(MATERIAL SUPPLIED Opens)

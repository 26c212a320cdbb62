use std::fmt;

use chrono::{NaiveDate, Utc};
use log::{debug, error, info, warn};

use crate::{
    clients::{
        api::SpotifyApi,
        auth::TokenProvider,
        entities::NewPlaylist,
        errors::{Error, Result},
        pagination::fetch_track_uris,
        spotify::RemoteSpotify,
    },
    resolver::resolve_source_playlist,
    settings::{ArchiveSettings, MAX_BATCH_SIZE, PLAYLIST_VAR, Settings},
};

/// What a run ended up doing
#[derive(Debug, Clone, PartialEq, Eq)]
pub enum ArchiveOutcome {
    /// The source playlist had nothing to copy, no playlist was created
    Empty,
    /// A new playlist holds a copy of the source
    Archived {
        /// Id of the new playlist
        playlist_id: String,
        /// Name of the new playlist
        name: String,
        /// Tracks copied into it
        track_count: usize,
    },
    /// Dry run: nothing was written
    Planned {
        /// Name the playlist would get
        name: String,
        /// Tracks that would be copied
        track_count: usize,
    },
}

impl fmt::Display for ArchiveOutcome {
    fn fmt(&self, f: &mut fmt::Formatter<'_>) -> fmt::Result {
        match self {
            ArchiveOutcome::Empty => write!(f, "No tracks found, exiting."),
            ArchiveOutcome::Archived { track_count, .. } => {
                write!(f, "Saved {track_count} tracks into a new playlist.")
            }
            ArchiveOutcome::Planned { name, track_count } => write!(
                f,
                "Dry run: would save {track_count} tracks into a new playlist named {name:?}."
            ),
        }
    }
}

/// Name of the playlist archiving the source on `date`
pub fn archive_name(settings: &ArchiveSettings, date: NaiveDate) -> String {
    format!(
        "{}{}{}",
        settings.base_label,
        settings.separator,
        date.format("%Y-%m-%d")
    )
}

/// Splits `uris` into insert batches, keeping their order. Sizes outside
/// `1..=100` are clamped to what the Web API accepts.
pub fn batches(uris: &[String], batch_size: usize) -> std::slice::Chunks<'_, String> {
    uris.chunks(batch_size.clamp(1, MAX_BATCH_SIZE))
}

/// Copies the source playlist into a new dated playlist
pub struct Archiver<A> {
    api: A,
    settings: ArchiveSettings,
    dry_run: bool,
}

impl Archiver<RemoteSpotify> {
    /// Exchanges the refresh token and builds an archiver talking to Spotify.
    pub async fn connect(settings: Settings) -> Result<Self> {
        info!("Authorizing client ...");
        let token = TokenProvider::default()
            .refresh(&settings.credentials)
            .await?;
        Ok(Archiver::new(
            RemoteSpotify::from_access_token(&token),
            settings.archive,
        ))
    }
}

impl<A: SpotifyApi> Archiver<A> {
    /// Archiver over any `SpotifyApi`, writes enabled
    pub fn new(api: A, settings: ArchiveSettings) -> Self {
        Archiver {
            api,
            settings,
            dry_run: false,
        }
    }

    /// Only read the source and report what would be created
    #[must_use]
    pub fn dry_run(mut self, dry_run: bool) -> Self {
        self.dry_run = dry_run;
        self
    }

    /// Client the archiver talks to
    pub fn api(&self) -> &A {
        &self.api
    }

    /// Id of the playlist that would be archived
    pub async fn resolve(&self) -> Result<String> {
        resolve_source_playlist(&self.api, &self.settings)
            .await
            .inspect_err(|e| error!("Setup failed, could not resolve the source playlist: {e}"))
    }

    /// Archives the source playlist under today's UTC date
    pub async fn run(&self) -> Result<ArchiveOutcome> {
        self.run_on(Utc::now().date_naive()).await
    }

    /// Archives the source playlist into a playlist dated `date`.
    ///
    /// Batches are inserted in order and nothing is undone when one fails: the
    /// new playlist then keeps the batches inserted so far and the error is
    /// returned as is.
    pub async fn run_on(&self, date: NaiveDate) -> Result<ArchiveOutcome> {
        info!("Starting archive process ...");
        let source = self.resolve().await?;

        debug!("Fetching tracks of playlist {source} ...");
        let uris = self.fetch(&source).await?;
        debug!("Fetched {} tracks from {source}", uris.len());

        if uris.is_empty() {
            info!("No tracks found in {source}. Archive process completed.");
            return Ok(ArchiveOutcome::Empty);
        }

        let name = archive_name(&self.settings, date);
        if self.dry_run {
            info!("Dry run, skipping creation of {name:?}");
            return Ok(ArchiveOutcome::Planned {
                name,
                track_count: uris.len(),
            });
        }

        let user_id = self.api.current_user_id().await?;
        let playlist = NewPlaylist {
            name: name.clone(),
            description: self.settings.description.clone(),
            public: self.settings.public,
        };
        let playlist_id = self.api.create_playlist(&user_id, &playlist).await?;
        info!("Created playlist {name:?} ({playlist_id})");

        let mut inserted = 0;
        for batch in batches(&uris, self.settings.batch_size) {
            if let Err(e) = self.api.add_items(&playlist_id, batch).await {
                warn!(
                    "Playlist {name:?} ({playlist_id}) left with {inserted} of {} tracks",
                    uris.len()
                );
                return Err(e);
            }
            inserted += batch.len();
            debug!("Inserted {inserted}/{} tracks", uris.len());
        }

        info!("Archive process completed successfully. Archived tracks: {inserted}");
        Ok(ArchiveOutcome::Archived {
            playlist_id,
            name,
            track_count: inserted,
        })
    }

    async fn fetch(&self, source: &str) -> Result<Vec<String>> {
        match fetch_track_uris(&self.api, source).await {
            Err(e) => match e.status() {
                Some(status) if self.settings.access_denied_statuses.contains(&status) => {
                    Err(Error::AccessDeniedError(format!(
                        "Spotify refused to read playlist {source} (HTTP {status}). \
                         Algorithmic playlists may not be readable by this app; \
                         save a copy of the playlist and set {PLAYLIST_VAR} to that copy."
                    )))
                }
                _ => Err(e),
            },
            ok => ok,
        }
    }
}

(MATERIAL SUPPLIED Closes)

* [ACTIVITY]
The entries shown above must be reproduced in full, exactly as written.

* [COMPLETED TASK]
repository 26c212a320cdbb62
use std::fmt;

use chrono::{NaiveDate, Utc};
use log::{debug, error, info, warn};

use crate::{
    clients::{
        api::SpotifyApi,
        auth::TokenProvider,
        entities::NewPlaylist,
        errors::{Error, Result},
        pagination::fetch_track_uris,
        spotify::RemoteSpotify,
    },
    resolver::resolve_source_playlist,
    settings::{ArchiveSettings, MAX_BATCH_SIZE, PLAYLIST_VAR, Settings},
};

/// What a run ended up doing
#[derive(Debug, Clone, PartialEq, Eq)]
pub enum ArchiveOutcome {
    /// The source playlist had nothing to copy, no playlist was created
    Empty,
    /// A new playlist holds a copy of the source
    Archived {
        /// Id of the new playlist
        playlist_id: String,
        /// Name of the new playlist
        name: String,
        /// Tracks copied into it
        track_count: usize,
    },
    /// Dry run: nothing was written
    Planned {
        /// Name the playlist would get
        name: String,
        /// Tracks that would be copied
        track_count: usize,
    },
}

impl fmt::Display for ArchiveOutcome {
    fn fmt(&self, f: &mut fmt::Formatter<'_>) -> fmt::Result {
        match self {
            ArchiveOutcome::Empty => write!(f, "No tracks found, exiting."),
            ArchiveOutcome::Archived { track_count, .. } => {
                write!(f, "Saved {track_count} tracks into a new playlist.")
            }
            ArchiveOutcome::Planned { name, track_count } => write!(
                f,
                "Dry run: would save {track_count} tracks into a new playlist named {name:?}."
            ),
        }
    }
}

/// Name of the playlist archiving the source on `date`
pub fn archive_name(settings: &ArchiveSettings, date: NaiveDate) -> String {
    format!(
        "{}{}{}",
        settings.base_label,
        settings.separator,
        date.format("%Y-%m-%d")
    )
}

/// Splits `uris` into insert batches, keeping their order. Sizes outside
/// `1..=100` are clamped to what the Web API accepts.
pub fn batches(uris: &[String], batch_size: usize) -> std::slice::Chunks<'_, String> {
    uris.chunks(batch_size.clamp(1, MAX_BATCH_SIZE))
}

/// Copies the source playlist into a new dated playlist
pub struct Archiver<A> {
    api: A,
    settings: ArchiveSettings,
    dry_run: bool,
}

impl Archiver<RemoteSpotify> {
    /// Exchanges the refresh token and builds an archiver talking to Spotify.
    pub async fn connect(settings: Settings) -> Result<Self> {
        info!("Authorizing client ...");
        let token = TokenProvider::default()
            .refresh(&settings.credentials)
            .await?;
        Ok(Archiver::new(
            RemoteSpotify::from_access_token(&token),
            settings.archive,
        ))
    }
}

impl<A: SpotifyApi> Archiver<A> {
    /// Archiver over any `SpotifyApi`, writes enabled
    pub fn new(api: A, settings: ArchiveSettings) -> Self {
        Archiver {
            api,
            settings,
            dry_run: false,
        }
    }

    /// Only read the source and report what would be created
    #[must_use]
    pub fn dry_run(mut self, dry_run: bool) -> Self {
        self.dry_run = dry_run;
        self
    }

    /// Client the archiver talks to
    pub fn api(&self) -> &A {
        &self.api
    }

    /// Id of the playlist that would be archived
    pub async fn resolve(&self) -> Result<String> {
        resolve_source_playlist(&self.api, &self.settings)
            .await
            .inspect_err(|e| error!("Setup failed, could not resolve the source playlist: {e}"))
    }

    /// Archives the source playlist under today's UTC date
    pub async fn run(&self) -> Result<ArchiveOutcome> {
        self.run_on(Utc::now().date_naive()).await
    }

    /// Archives the source playlist into a playlist dated `date`.
    ///
    /// Batches are inserted in order and nothing is undone when one fails: the
    /// new playlist then keeps the batches inserted so far and the error is
    /// returned as is.
    pub async fn run_on(&self, date: NaiveDate) -> Result<ArchiveOutcome> {
        info!("Starting archive process ...");
        let source = self.resolve().await?;

        debug!("Fetching tracks of playlist {source} ...");
        let uris = self.fetch(&source).await?;
        debug!("Fetched {} tracks from {source}", uris.len());

        if uris.is_empty() {
            info!("No tracks found in {source}. Archive process completed.");
            return Ok(ArchiveOutcome::Empty);
        }

        let name = archive_name(&self.settings, date);
        if self.dry_run {
            info!("Dry run, skipping creation of {name:?}");
            return Ok(ArchiveOutcome::Planned {
                name,
                track_count: uris.len(),
            });
        }

        let user_id = self.api.current_user_id().await?;
        let playlist = NewPlaylist {
            name: name.clone(),
            description: self.settings.description.clone(),
            public: self.settings.public,
        };
        let playlist_id = self.api.create_playlist(&user_id, &playlist).await?;
        info!("Created playlist {name:?} ({playlist_id})");

        let mut inserted = 0;
        for batch in batches(&uris, self.settings.batch_size) {
            if let Err(e) = self.api.add_items(&playlist_id, batch).await {
                warn!(
                    "Playlist {name:?} ({playlist_id}) left with {inserted} of {} tracks",
                    uris.len()
                );
                return Err(e);
            }
            inserted += batch.len();
            debug!("Inserted {inserted}/{} tracks", uris.len());
        }

        info!("Archive process completed successfully. Archived tracks: {inserted}");
        Ok(ArchiveOutcome::Archived {
            playlist_id,
            name,
            track_count: inserted,
        })
    }

    async fn fetch(&self, source: &str) -> Result<Vec<String>> {
        match fetch_track_uris(&self.api, source).await {
            Err(e) => match e.status() {
                Some(status) if self.settings.access_denied_statuses.contains(&status) => {
                    Err(Error::AccessDeniedError(format!(
                        "Spotify refused to read playlist {source} (HTTP {status}). \
                         Algorithmic playlists may not be readable by this app; \
                         save a copy of the playlist and set {PLAYLIST_VAR} to that copy."
                    )))
                }
                _ => Err(e),
            },
            ok => ok,
        }
    }
}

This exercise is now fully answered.